California Moves to Bar State Park Trademarks

     SACRAMENTO, Calif. (CN) – A California lawmaker hopes to avoid the catastrophe the National Park Service faces as it scurries to rename Yosemite icons with a bill to bar the state from contracting with companies seeking to trademark state park sights.
     Assemblyman Ken Cooley, D-Rancho Cordova, said Assembly Bill 2249 ensures that future state lodging or concession contracts won’t allow private companies to claim trademarks over anything related to the California state parks they operate in.
     Cooley’s proposal comes in response to the National Park Service’s dispute with a former Yosemite National Park concessionaire that claims it’s owed $51 million for trademarks relating to a group of hotels it operated over the last 23 years.

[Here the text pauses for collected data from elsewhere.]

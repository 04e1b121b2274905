// jaccard.rs - Quantitative Jaccard dissimilarity

use super::bray_curtis::BrayCurtis;
use super::traits::DissimilarityIndex;

/// Quantitative Jaccard, 2B / (1 + B) where B is Bray-Curtis
#[derive(Debug, Clone, Copy)]
pub struct Jaccard;

impl DissimilarityIndex for Jaccard {
    fn dissimilarity(&self, a: &[f64], b: &[f64]) -> Option<f64> {
        BrayCurtis
            .dissimilarity(a, b)
            .map(|bray| 2.0 * bray / (1.0 + bray))
    }

    fn name(&self) -> &'static str {
        "jaccard"
    }

    fn description(&self) -> &'static str {
        "Quantitative Jaccard derived from Bray-Curtis"
    }
}
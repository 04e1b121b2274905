// bootstrap.rs - Bootstrapped diversity against number of checklists

use crate::core::progress::{sweep_progress, update_interval};
use crate::core::rng::{iteration_rng, STREAM_BOOTSTRAP};
use crate::core::stats::{mean, percent_of, quantile_sorted, sample_sd};
use crate::data::CommunityMatrix;
use crate::error::{AnalysisError, Result};
use crate::indices::DiversityIndex;
use rand::Rng;
use rayon::prelude::*;
use serde::Serialize;
use std::sync::atomic::{AtomicUsize, Ordering};
use std::time::Instant;

#[derive(Debug, Clone, Serialize)]
pub struct DiversityPoint {
    pub checklists: usize,
    pub mean: f64,
    pub sd: f64,
    /// sd / mean; None when the mean is 0
    pub cv: Option<f64>,
    pub lower_2_5: f64,
    pub upper_97_5: f64,
    /// Mean as a percentage of the mean at the full sample size
    pub cumulative_pct: Option<f64>,
}

#[derive(Debug, Clone, Serialize)]
pub struct DiversityCurve {
    pub locality: String,
    pub index: String,
    pub repetitions: usize,
    pub points: Vec<DiversityPoint>,
}

/// Pick the locality to bootstrap: the configured one, or the only one present
pub fn resolve_locality<'a>(
    matrix: &'a CommunityMatrix,
    requested: Option<&'a str>,
) -> Result<&'a str> {
    let localities = matrix.locality_ids();
    match requested {
        Some(id) if localities.contains(id) => Ok(id),
        Some(id) => Err(AnalysisError::UnknownLocality(id.to_string())),
        None => match localities.len() {
            0 => Err(AnalysisError::EmptyAfterFiltering {
                stage: "locality selection".to_string(),
            }),
            1 => Ok(localities.into_iter().next().unwrap_or_default()),
            n => Err(AnalysisError::AmbiguousLocality(n)),
        },
    }
}

/// Diversity of one bootstrap sample of `n` checklist draws.
///
/// Draws are with replacement; observations are restricted to the distinct drawn
/// checklists, and each species contributes its mean count over the drawn
/// checklists on which it was recorded.
fn sample_diversity<R: Rng + ?Sized>(
    rng: &mut R,
    presence: &[Vec<(usize, f64)>],
    n_species: usize,
    n: usize,
    index: &dyn DiversityIndex,
    drawn: &mut [bool],
) -> f64 {
    drawn.iter_mut().for_each(|d| *d = false);
    for _ in 0..n {
        drawn[rng.gen_range(0..presence.len())] = true;
    }

    let mut sums = vec![0.0; n_species];
    let mut seen = vec![0usize; n_species];
    for (row, _) in drawn.iter().enumerate().filter(|(_, &d)| d) {
        for &(j, count) in &presence[row] {
            sums[j] += count;
            seen[j] += 1;
        }
    }
    let means: Vec<f64> = sums
        .iter()
        .zip(&seen)
        .filter(|(_, &s)| s > 0)
        .map(|(sum, &s)| sum / s as f64)
        .collect();
    index.compute(&means)
}

/// Bootstrap distribution of a diversity index for every sample size 1..=N at one
/// locality.
pub fn bootstrap_diversity(
    matrix: &CommunityMatrix,
    locality: Option<&str>,
    index: &dyn DiversityIndex,
    repetitions: usize,
    seed: u64,
) -> Result<DiversityCurve> {
    let locality = resolve_locality(matrix, locality)?.to_string();
    let local = matrix.for_locality(&locality)?;
    let n_total = local.n_checklists();
    let repetitions = repetitions.max(1);
    let presence: Vec<Vec<(usize, f64)>> = local
        .counts
        .iter()
        .map(|row| {
            row.iter()
                .enumerate()
                .filter(|(_, &v)| v > 0.0)
                .map(|(j, &v)| (j, v))
                .collect()
        })
        .collect();

    println!(
        "🔄 Bootstrap diversity ({}) at {}: n = 1..{} × {} repetitions",
        index.name(),
        locality,
        n_total,
        repetitions
    );
    let start = Instant::now();
    let pb = sweep_progress(repetitions);
    let interval = update_interval(repetitions);
    let done = AtomicUsize::new(0);

    let sweeps: Vec<Vec<f64>> = (0..repetitions)
        .into_par_iter()
        .map(|r| {
            let mut rng = iteration_rng(seed, STREAM_BOOTSTRAP, r as u64);
            let mut drawn = vec![false; n_total];
            let sweep: Vec<f64> = (1..=n_total)
                .map(|n| {
                    sample_diversity(
                        &mut rng,
                        &presence,
                        local.n_species(),
                        n,
                        index,
                        &mut drawn,
                    )
                })
                .collect();

            let count = done.fetch_add(1, Ordering::Relaxed) + 1;
            if count % interval == 0 {
                pb.set_position(count as u64);
            }
            sweep
        })
        .collect();
    pb.finish_and_clear();

    let mut points: Vec<DiversityPoint> = (0..n_total)
        .map(|i| {
            let mut values: Vec<f64> = sweeps.iter().map(|s| s[i]).collect();
            values.sort_by(|a, b| a.total_cmp(b));
            let m = mean(&values).unwrap_or(0.0);
            let sd = sample_sd(&values).unwrap_or(0.0);
            DiversityPoint {
                checklists: i + 1,
                mean: m,
                sd,
                cv: if m > 0.0 { Some(sd / m) } else { None },
                lower_2_5: quantile_sorted(&values, 0.025).unwrap_or(0.0),
                upper_97_5: quantile_sorted(&values, 0.975).unwrap_or(0.0),
                cumulative_pct: None,
            }
        })
        .collect();

    let reference = points.last().map(|p| p.mean).unwrap_or(0.0);
    for point in &mut points {
        point.cumulative_pct = percent_of(point.mean, reference);
    }

    println!(
        "✅ Bootstrap diversity done in {:.2}s ({} at n = {}: {:.3})",
        start.elapsed().as_secs_f64(),
        index.name(),
        n_total,
        reference
    );

    Ok(DiversityCurve {
        locality,
        index: index.name().to_string(),
        repetitions,
        points,
    })
}

#[cfg(test)]
mod tests {
    use super::*;
    use crate::indices::Shannon;
    use rand::rngs::SmallRng;
    use rand::SeedableRng;
    use std::collections::{BTreeMap, HashMap};

    fn matrix_from(rows: &[(&str, &str, &[(&str, f64)])]) -> CommunityMatrix {
        let counts: BTreeMap<String, BTreeMap<String, f64>> = rows
            .iter()
            .map(|(id, _, species)| {
                (
                    id.to_string(),
                    species.iter().map(|(s, c)| (s.to_string(), *c)).collect(),
                )
            })
            .collect();
        let localities: HashMap<String, String> = rows
            .iter()
            .map(|(id, loc, _)| (id.to_string(), loc.to_string()))
            .collect();
        CommunityMatrix::from_counts(&counts, &localities)
    }

    fn park() -> CommunityMatrix {
        matrix_from(&[
            ("S1", "L1", &[("A", 4.0), ("B", 1.0)]),
            ("S2", "L1", &[("A", 2.0), ("C", 2.0)]),
            ("S3", "L1", &[("B", 3.0), ("C", 1.0), ("D", 1.0)]),
            ("S4", "L1", &[("A", 1.0)]),
            ("S5", "L2", &[("E", 9.0)]),
        ])
    }

    #[test]
    fn test_single_species_gives_zero_diversity() {
        let matrix = matrix_from(&[
            ("S1", "L1", &[("A", 4.0)]),
            ("S2", "L1", &[("A", 1.0)]),
            ("S3", "L1", &[("A", 7.0)]),
        ]);
        let curve = bootstrap_diversity(&matrix, Some("L1"), &Shannon, 50, 1).unwrap();
        assert_eq!(curve.points.len(), 3);
        for p in &curve.points {
            assert_eq!(p.mean, 0.0);
            assert!(p.cv.is_none());
        }
    }

    #[test]
    fn test_curve_shape_and_bounds() {
        let curve = bootstrap_diversity(&park(), Some("L1"), &Shannon, 200, 9).unwrap();
        assert_eq!(curve.locality, "L1");
        assert_eq!(curve.points.len(), 4);

        let first = &curve.points[0];
        assert!(first.mean >= 0.0);
        for p in &curve.points {
            assert!(p.lower_2_5 <= p.mean + 1e-12);
            assert!(p.upper_97_5 + 1e-12 >= p.mean);
            assert!(p.sd >= 0.0);
        }
        let last = curve.points.last().unwrap();
        assert!((last.cumulative_pct.unwrap() - 100.0).abs() < 1e-9);
    }

    #[test]
    fn test_duplicate_draws_collapse() {
        let local = park().for_locality("L1").unwrap();
        let presence: Vec<Vec<(usize, f64)>> = local
            .counts
            .iter()
            .map(|row| {
                row.iter()
                    .enumerate()
                    .filter(|(_, &v)| v > 0.0)
                    .map(|(j, &v)| (j, v))
                    .collect()
            })
            .collect();
        // One-row presence table: every draw hits S1, so n draws equal one draw
        let single = vec![presence[0].clone()];
        let mut drawn = vec![false; 1];
        let mut rng = SmallRng::seed_from_u64(4);
        let one = sample_diversity(&mut rng, &single, local.n_species(), 1, &Shannon, &mut drawn);
        let many = sample_diversity(&mut rng, &single, local.n_species(), 10, &Shannon, &mut drawn);
        assert_eq!(one, many);
        // A: 4, B: 1
        let expected = Shannon.compute(&[4.0, 1.0]);
        assert!((one - expected).abs() < 1e-12);
    }

    #[test]
    fn test_locality_resolution() {
        let matrix = park();
        assert!(matches!(
            bootstrap_diversity(&matrix, Some("L404"), &Shannon, 5, 1),
            Err(AnalysisError::UnknownLocality(_))
        ));
        assert!(matches!(
            bootstrap_diversity(&matrix, None, &Shannon, 5, 1),
            Err(AnalysisError::AmbiguousLocality(2))
        ));
        let only_l1 = matrix.for_locality("L1").unwrap();
        assert_eq!(resolve_locality(&only_l1, None).unwrap(), "L1");
    }
}
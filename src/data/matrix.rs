// matrix.rs - Checklist × species community matrix

use crate::error::{AnalysisError, Result};
use std::collections::{BTreeMap, BTreeSet, HashMap};

/// Dense checklist × species count matrix with explicit zero fill
#[derive(Debug, Clone)]
pub struct CommunityMatrix {
    pub checklist_ids: Vec<String>,
    /// Locality of each row, parallel to `checklist_ids`
    pub localities: Vec<String>,
    pub species: Vec<String>,
    pub counts: Vec<Vec<f64>>,
}

impl CommunityMatrix {
    /// Build from per-checklist species sums.
    ///
    /// Rows follow the key order of `counts`; species columns are sorted by name.
    /// Absent (checklist, species) pairs are filled with 0.
    pub fn from_counts(
        counts: &BTreeMap<String, BTreeMap<String, f64>>,
        localities: &HashMap<String, String>,
    ) -> Self {
        let species: Vec<String> = counts
            .values()
            .flat_map(|row| row.keys().cloned())
            .collect::<BTreeSet<_>>()
            .into_iter()
            .collect();
        let column: HashMap<&str, usize> = species
            .iter()
            .enumerate()
            .map(|(i, name)| (name.as_str(), i))
            .collect();

        let mut checklist_ids = Vec::with_capacity(counts.len());
        let mut row_localities = Vec::with_capacity(counts.len());
        let mut rows = Vec::with_capacity(counts.len());
        for (checklist_id, row) in counts {
            let mut values = vec![0.0; species.len()];
            for (name, count) in row {
                values[column[name.as_str()]] += *count;
            }
            checklist_ids.push(checklist_id.clone());
            row_localities.push(localities.get(checklist_id).cloned().unwrap_or_default());
            rows.push(values);
        }

        Self {
            checklist_ids,
            localities: row_localities,
            species,
            counts: rows,
        }
    }

    pub fn n_checklists(&self) -> usize {
        self.checklist_ids.len()
    }

    pub fn n_species(&self) -> usize {
        self.species.len()
    }

    /// Total observed abundance per checklist
    pub fn row_totals(&self) -> Vec<f64> {
        self.counts.iter().map(|row| row.iter().sum()).collect()
    }

    /// Number of checklists on which each species was recorded
    pub fn incidence(&self) -> Vec<usize> {
        let mut freq = vec![0usize; self.species.len()];
        for row in &self.counts {
            for (j, &value) in row.iter().enumerate() {
                if value > 0.0 {
                    freq[j] += 1;
                }
            }
        }
        freq
    }

    /// Species recorded on at least one checklist
    pub fn richness(&self) -> usize {
        self.incidence().iter().filter(|&&f| f > 0).count()
    }

    /// Column indices of species present on each checklist
    pub fn presence_lists(&self) -> Vec<Vec<usize>> {
        self.counts
            .iter()
            .map(|row| {
                row.iter()
                    .enumerate()
                    .filter(|(_, &value)| value > 0.0)
                    .map(|(j, _)| j)
                    .collect()
            })
            .collect()
    }

    /// Sum the given rows into one pooled abundance vector
    pub fn pooled<I: IntoIterator<Item = usize>>(&self, rows: I) -> Vec<f64> {
        let mut pooled = vec![0.0; self.species.len()];
        for i in rows {
            for (acc, value) in pooled.iter_mut().zip(&self.counts[i]) {
                *acc += value;
            }
        }
        pooled
    }

    /// Distinct localities present in the matrix
    pub fn locality_ids(&self) -> BTreeSet<&str> {
        self.localities.iter().map(|s| s.as_str()).collect()
    }

    /// Sub-matrix restricted to one locality; species absent there are dropped
    pub fn for_locality(&self, locality_id: &str) -> Result<Self> {
        let rows: Vec<usize> = (0..self.n_checklists())
            .filter(|&i| self.localities[i] == locality_id)
            .collect();
        if rows.is_empty() {
            return Err(AnalysisError::UnknownLocality(locality_id.to_string()));
        }

        let keep: Vec<usize> = (0..self.n_species())
            .filter(|&j| rows.iter().any(|&i| self.counts[i][j] > 0.0))
            .collect();

        Ok(Self {
            checklist_ids: rows.iter().map(|&i| self.checklist_ids[i].clone()).collect(),
            localities: rows.iter().map(|&i| self.localities[i].clone()).collect(),
            species: keep.iter().map(|&j| self.species[j].clone()).collect(),
            counts: rows
                .iter()
                .map(|&i| keep.iter().map(|&j| self.counts[i][j]).collect())
                .collect(),
        })
    }
}
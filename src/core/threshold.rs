// threshold.rs - Minimum sample size reaching a cumulative-percentage threshold

use crate::core::accumulation::AccumulationCurve;
use crate::core::bootstrap::DiversityCurve;
use crate::core::similarity::SimilarityCurve;
use serde::Serialize;

/// Default thresholds, in percent
pub const DEFAULT_THRESHOLDS: [f64; 3] = [70.0, 80.0, 90.0];

#[derive(Debug, Clone, Copy, PartialEq, Serialize)]
#[serde(tag = "status", rename_all = "snake_case")]
pub enum ThresholdOutcome {
    Reached {
        sample_size: usize,
        cumulative_pct: f64,
    },
    NotReached,
}

#[derive(Debug, Clone, PartialEq, Serialize)]
pub struct ThresholdRecord {
    pub threshold: f64,
    pub outcome: ThresholdOutcome,
}

impl ThresholdRecord {
    /// "70%", "82.5%"
    pub fn label(&self) -> String {
        format!("{}%", self.threshold)
    }
}

/// A curve that can be summarised as (sample size, cumulative percentage) rows
pub trait CumulativeCurve {
    fn metric(&self) -> &'static str;

    /// Rows with a defined cumulative percentage
    fn cumulative(&self) -> Vec<(usize, f64)>;
}

impl CumulativeCurve for AccumulationCurve {
    fn metric(&self) -> &'static str {
        "accumulation"
    }

    fn cumulative(&self) -> Vec<(usize, f64)> {
        self.points
            .iter()
            .filter_map(|p| p.cumulative_pct.map(|pct| (p.checklists, pct)))
            .collect()
    }
}

impl CumulativeCurve for SimilarityCurve {
    fn metric(&self) -> &'static str {
        "similarity"
    }

    fn cumulative(&self) -> Vec<(usize, f64)> {
        self.points
            .iter()
            .filter_map(|p| p.cumulative_pct.map(|pct| (p.checklists, pct)))
            .collect()
    }
}

impl CumulativeCurve for DiversityCurve {
    fn metric(&self) -> &'static str {
        "diversity"
    }

    fn cumulative(&self) -> Vec<(usize, f64)> {
        self.points
            .iter()
            .filter_map(|p| p.cumulative_pct.map(|pct| (p.checklists, pct)))
            .collect()
    }
}

/// For each threshold, the smallest sample size whose cumulative percentage is
/// at least the threshold. Rows need not be ordered.
pub fn summarize_thresholds(curve: &[(usize, f64)], thresholds: &[f64]) -> Vec<ThresholdRecord> {
    thresholds
        .iter()
        .map(|&threshold| {
            let outcome = curve
                .iter()
                .filter(|(_, pct)| *pct >= threshold)
                .min_by_key(|(size, _)| *size)
                .map(|&(sample_size, cumulative_pct)| ThresholdOutcome::Reached {
                    sample_size,
                    cumulative_pct,
                })
                .unwrap_or(ThresholdOutcome::NotReached);
            ThresholdRecord { threshold, outcome }
        })
        .collect()
}

#[cfg(test)]
mod tests {
    use super::*;

    #[test]
    fn test_reference_curve() {
        let curve = [(1, 50.0), (2, 65.0), (3, 72.0), (4, 91.0)];
        let records = summarize_thresholds(&curve, &[70.0, 80.0, 90.0, 95.0]);

        assert_eq!(
            records[0].outcome,
            ThresholdOutcome::Reached { sample_size: 3, cumulative_pct: 72.0 }
        );
        assert_eq!(
            records[1].outcome,
            ThresholdOutcome::Reached { sample_size: 4, cumulative_pct: 91.0 }
        );
        assert_eq!(
            records[2].outcome,
            ThresholdOutcome::Reached { sample_size: 4, cumulative_pct: 91.0 }
        );
        assert_eq!(records[3].outcome, ThresholdOutcome::NotReached);
        assert_eq!(records[0].label(), "70%");
    }

    #[test]
    fn test_exact_threshold_qualifies() {
        let records = summarize_thresholds(&[(5, 80.0)], &[80.0]);
        assert_eq!(
            records[0].outcome,
            ThresholdOutcome::Reached { sample_size: 5, cumulative_pct: 80.0 }
        );
    }

    #[test]
    fn test_non_monotone_picks_smallest_size() {
        // A noisy curve can cross and dip back
        let curve = [(3, 85.0), (1, 60.0), (2, 71.0), (4, 69.0)];
        let records = summarize_thresholds(&curve, &DEFAULT_THRESHOLDS);
        assert_eq!(
            records[0].outcome,
            ThresholdOutcome::Reached { sample_size: 2, cumulative_pct: 71.0 }
        );
        assert_eq!(records[2].outcome, ThresholdOutcome::NotReached);
    }

    #[test]
    fn test_empty_curve() {
        let records = summarize_thresholds(&[], &DEFAULT_THRESHOLDS);
        assert!(records.iter().all(|r| r.outcome == ThresholdOutcome::NotReached));
    }
}
// delimited.rs - CSV/TSV loader for eBird observation tables

use crate::data::loaders::columns::ColumnMap;
use crate::data::observation::RawObservation;
use crate::error::{AnalysisError, Result};
use csv::{ReaderBuilder, StringRecord, Trim};
use std::path::Path;

/// Pick the field delimiter from the file extension (`.csv` → comma, otherwise tab)
pub fn delimiter_for_path(path: &Path) -> u8 {
    match path
        .extension()
        .and_then(|s| s.to_str())
        .map(|s| s.to_lowercase())
        .as_deref()
    {
        Some("csv") => b',',
        _ => b'\t',
    }
}

/// Resolved header positions
struct ColumnIndex {
    checklist_id: usize,
    common_name: usize,
    count: usize,
    category: usize,
    locality_id: usize,
    locality: Option<usize>,
    observation_date: usize,
    protocol_type: usize,
    all_species_reported: usize,
    effort_distance_km: usize,
    effort_area_ha: Option<usize>,
    duration_minutes: usize,
    group_identifier: Option<usize>,
    latitude: Option<usize>,
    longitude: Option<usize>,
}

impl ColumnIndex {
    fn resolve(headers: &StringRecord, columns: &ColumnMap, path: &Path) -> Result<Self> {
        let find = |header: &str| -> Option<usize> {
            headers
                .iter()
                .position(|h| h.trim().trim_matches('"').eq_ignore_ascii_case(header.trim()))
        };
        let require = |column: &'static str, header: &str| -> Result<usize> {
            find(header).ok_or_else(|| AnalysisError::MissingColumn {
                column,
                header: header.to_string(),
                path: path.display().to_string(),
            })
        };

        Ok(Self {
            checklist_id: require("checklist_id", &columns.checklist_id)?,
            common_name: require("common_name", &columns.common_name)?,
            count: require("count", &columns.count)?,
            category: require("category", &columns.category)?,
            locality_id: require("locality_id", &columns.locality_id)?,
            locality: find(&columns.locality),
            observation_date: require("observation_date", &columns.observation_date)?,
            protocol_type: require("protocol_type", &columns.protocol_type)?,
            all_species_reported: require("all_species_reported", &columns.all_species_reported)?,
            effort_distance_km: require("effort_distance_km", &columns.effort_distance_km)?,
            effort_area_ha: find(&columns.effort_area_ha),
            duration_minutes: require("duration_minutes", &columns.duration_minutes)?,
            group_identifier: find(&columns.group_identifier),
            latitude: find(&columns.latitude),
            longitude: find(&columns.longitude),
        })
    }
}

fn text(record: &StringRecord, idx: usize) -> String {
    record.get(idx).unwrap_or("").to_string()
}

fn optional_text(record: &StringRecord, idx: Option<usize>) -> Option<String> {
    idx.and_then(|i| record.get(i))
        .map(|s| s.trim())
        .filter(|s| !s.is_empty() && !s.eq_ignore_ascii_case("NA"))
        .map(|s| s.to_string())
}

fn optional_number(record: &StringRecord, idx: Option<usize>) -> Option<f64> {
    optional_text(record, idx).and_then(|s| s.parse::<f64>().ok())
}

/// Blank and NA are Ok(None); any other non-numeric text comes back as Err
fn effort_number(record: &StringRecord, idx: usize) -> std::result::Result<Option<f64>, String> {
    match optional_text(record, Some(idx)) {
        None => Ok(None),
        Some(raw) => match raw.parse::<f64>() {
            Ok(value) if value.is_finite() => Ok(Some(value)),
            _ => Err(raw),
        },
    }
}

/// Load every observation row of a delimited file
pub fn load_observations(
    path: &Path,
    columns: &ColumnMap,
    delimiter: Option<u8>,
) -> Result<Vec<RawObservation>> {
    let delimiter = delimiter.unwrap_or_else(|| delimiter_for_path(path));
    println!(
        "📊 Loading observations ({}-delimited): {}",
        if delimiter == b',' { "comma" } else { "tab" },
        path.display()
    );

    let mut reader = ReaderBuilder::new()
        .delimiter(delimiter)
        .flexible(true)
        .trim(Trim::All)
        .from_path(path)?;

    let headers = reader.headers()?.clone();
    let index = ColumnIndex::resolve(&headers, columns, path)?;

    let mut rows = Vec::new();
    for (row_num, record) in reader.records().enumerate() {
        let record = record?;
        let line = record
            .position()
            .map(|p| p.line() as usize)
            .unwrap_or(row_num + 2);

        let distance = effort_number(&record, index.effort_distance_km);
        let duration = effort_number(&record, index.duration_minutes);
        let invalid_effort = match (&distance, &duration) {
            (Err(raw), _) => Some(format!("distance={}", raw)),
            (_, Err(raw)) => Some(format!("duration={}", raw)),
            _ => None,
        };

        rows.push(RawObservation {
            checklist_id: text(&record, index.checklist_id),
            common_name: text(&record, index.common_name),
            count: text(&record, index.count),
            category: text(&record, index.category),
            locality_id: text(&record, index.locality_id),
            locality: optional_text(&record, index.locality),
            observation_date: text(&record, index.observation_date),
            protocol_type: text(&record, index.protocol_type),
            all_species_reported: text(&record, index.all_species_reported),
            effort_distance_km: distance.unwrap_or(None),
            effort_area_ha: optional_number(&record, index.effort_area_ha),
            duration_minutes: duration.unwrap_or(None),
            group_identifier: optional_text(&record, index.group_identifier),
            latitude: optional_number(&record, index.latitude),
            longitude: optional_number(&record, index.longitude),
            invalid_effort,
            line,
        });
    }

    let checklists: std::collections::HashSet<&str> =
        rows.iter().map(|r| r.checklist_id.as_str()).collect();
    println!(
        "✅ Observations loaded: {} rows, {} checklists",
        rows.len(),
        checklists.len()
    );
    Ok(rows)
}

#[cfg(test)]
mod tests {
    use super::*;
    use crate::data::loaders::columns::ColumnStyle;
    use std::io::Write;

    const UNDERSCORE_HEADER: &str = "sampling_event_identifier,common_name,observation_count,category,locality_id,locality,observation_date,protocol_type,all_species_reported,effort_distance_km,effort_area_ha,duration_minutes,group_identifier,latitude,longitude";

    fn write_fixture(suffix: &str, content: &str) -> tempfile::NamedTempFile {
        let mut file = tempfile::Builder::new().suffix(suffix).tempfile().unwrap();
        file.write_all(content.as_bytes()).unwrap();
        file.flush().unwrap();
        file
    }

    #[test]
    fn test_load_underscore_csv() {
        let content = format!(
            "{}\nS1,Mallard,3,species,L1,Park,2019-04-01,Traveling,1,1.2,,45,,40.1,-75.2\nS1,Blue Jay,X,species,L1,Park,2019-04-01,Traveling,1,1.2,,45,G7,NA,NA\n",
            UNDERSCORE_HEADER
        );
        let file = write_fixture(".csv", &content);
        let rows = load_observations(file.path(), &ColumnMap::default(), None).unwrap();

        assert_eq!(rows.len(), 2);
        assert_eq!(rows[0].checklist_id, "S1");
        assert_eq!(rows[0].count, "3");
        assert_eq!(rows[0].effort_distance_km, Some(1.2));
        assert_eq!(rows[0].effort_area_ha, None);
        assert_eq!(rows[0].duration_minutes, Some(45.0));
        assert_eq!(rows[0].group_identifier, None);
        assert_eq!(rows[0].line, 2);
        assert_eq!(rows[1].group_identifier.as_deref(), Some("G7"));
        assert_eq!(rows[1].latitude, None);
    }

    #[test]
    fn test_load_dotted_tsv_without_optional_columns() {
        let header = "SAMPLING.EVENT.IDENTIFIER\tCOMMON.NAME\tOBSERVATION.COUNT\tCATEGORY\tLOCALITY.ID\tOBSERVATION.DATE\tPROTOCOL.TYPE\tALL.SPECIES.REPORTED\tEFFORT.DISTANCE.KM\tDURATION.MINUTES";
        let content = format!(
            "{}\nS9\tMallard\t2\tspecies\tL1\t2020-06-01\tStationary\t1\t\t30\n",
            header
        );
        let file = write_fixture(".txt", &content);
        let columns = ColumnMap::for_style(ColumnStyle::Dotted);
        let rows = load_observations(file.path(), &columns, None).unwrap();

        assert_eq!(rows.len(), 1);
        assert_eq!(rows[0].protocol_type, "Stationary");
        assert_eq!(rows[0].effort_distance_km, None);
        assert!(rows[0].locality.is_none());
    }

    #[test]
    fn test_unparseable_effort_kept_apart_from_missing() {
        let content = format!(
            "{}\nS1,Mallard,1,species,L1,Park,2019-04-01,Traveling,1,25 km,,45,,,\nS2,Mallard,1,species,L1,Park,2019-04-01,Traveling,1,NA,,1 hr,,,\nS3,Mallard,1,species,L1,Park,2019-04-01,Stationary,1,,,30,,,\n",
            UNDERSCORE_HEADER
        );
        let file = write_fixture(".csv", &content);
        let rows = load_observations(file.path(), &ColumnMap::default(), None).unwrap();

        assert_eq!(rows[0].effort_distance_km, None);
        assert_eq!(rows[0].invalid_effort.as_deref(), Some("distance=25 km"));
        assert_eq!(rows[0].duration_minutes, Some(45.0));
        assert_eq!(rows[1].invalid_effort.as_deref(), Some("duration=1 hr"));
        assert_eq!(rows[2].effort_distance_km, None);
        assert!(rows[2].invalid_effort.is_none());
    }

    #[test]
    fn test_missing_required_column() {
        let file = write_fixture(".csv", "sampling_event_identifier,common_name\nS1,Mallard\n");
        let err = load_observations(file.path(), &ColumnMap::default(), None).unwrap_err();
        assert!(matches!(err, AnalysisError::MissingColumn { column: "count", .. }));
    }

    #[test]
    fn test_delimiter_for_path() {
        assert_eq!(delimiter_for_path(Path::new("a.CSV")), b',');
        assert_eq!(delimiter_for_path(Path::new("ebd.txt")), b'\t');
        assert_eq!(delimiter_for_path(Path::new("ebd")), b'\t');
    }
}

     Instead of fighting the concessions company, formerly known as DNC Parks & Resorts at Yosemite Inc., the National Park Service said it will change the names of the hotels. On March 1, the legendary Ahwanhee Hotel changes to The Majestic Yosemite Hotel and campground favorite Curry Village becomes Half Dome Village, among other changes throughout the park.
     The name changes outraged Californians and spurred a bipartisan group of California lawmakers into action. As of Wednesday, 16 lawmakers have agreed to co-author AB 2249 in an effort to protect the historic landmarks of California’s 280 state parks.
     “Our state parks are not like football or baseball stadiums, trading sponsorship deals to the highest bidder,” said Assemblyman Adam Gray, D-Merced. “The people of California protect and preserve these landmarks as a part of our history, and it is the people of California who own their storied names.”
     While the bill won’t impact the changes in Yosemite, it would prevent similar situations in historic California parks like Big Basin Redwoods or the Tahoe State Recreation Area.
     Cooley said California’s parks “showcase” the beauty and history of the Golden State and it’s important to prevent contractors from co-opting historical sites. All three of the disputed Yosemite hotels are listed on the National Register of Historic Places.
     “This bill is a small but vital act to protect our parks for many future generations of Californians to enjoy,” Cooley said in a statement.
     AB 2249 would also disqualify vendors from future bids if they attempt to trademark names associated with a state park venue.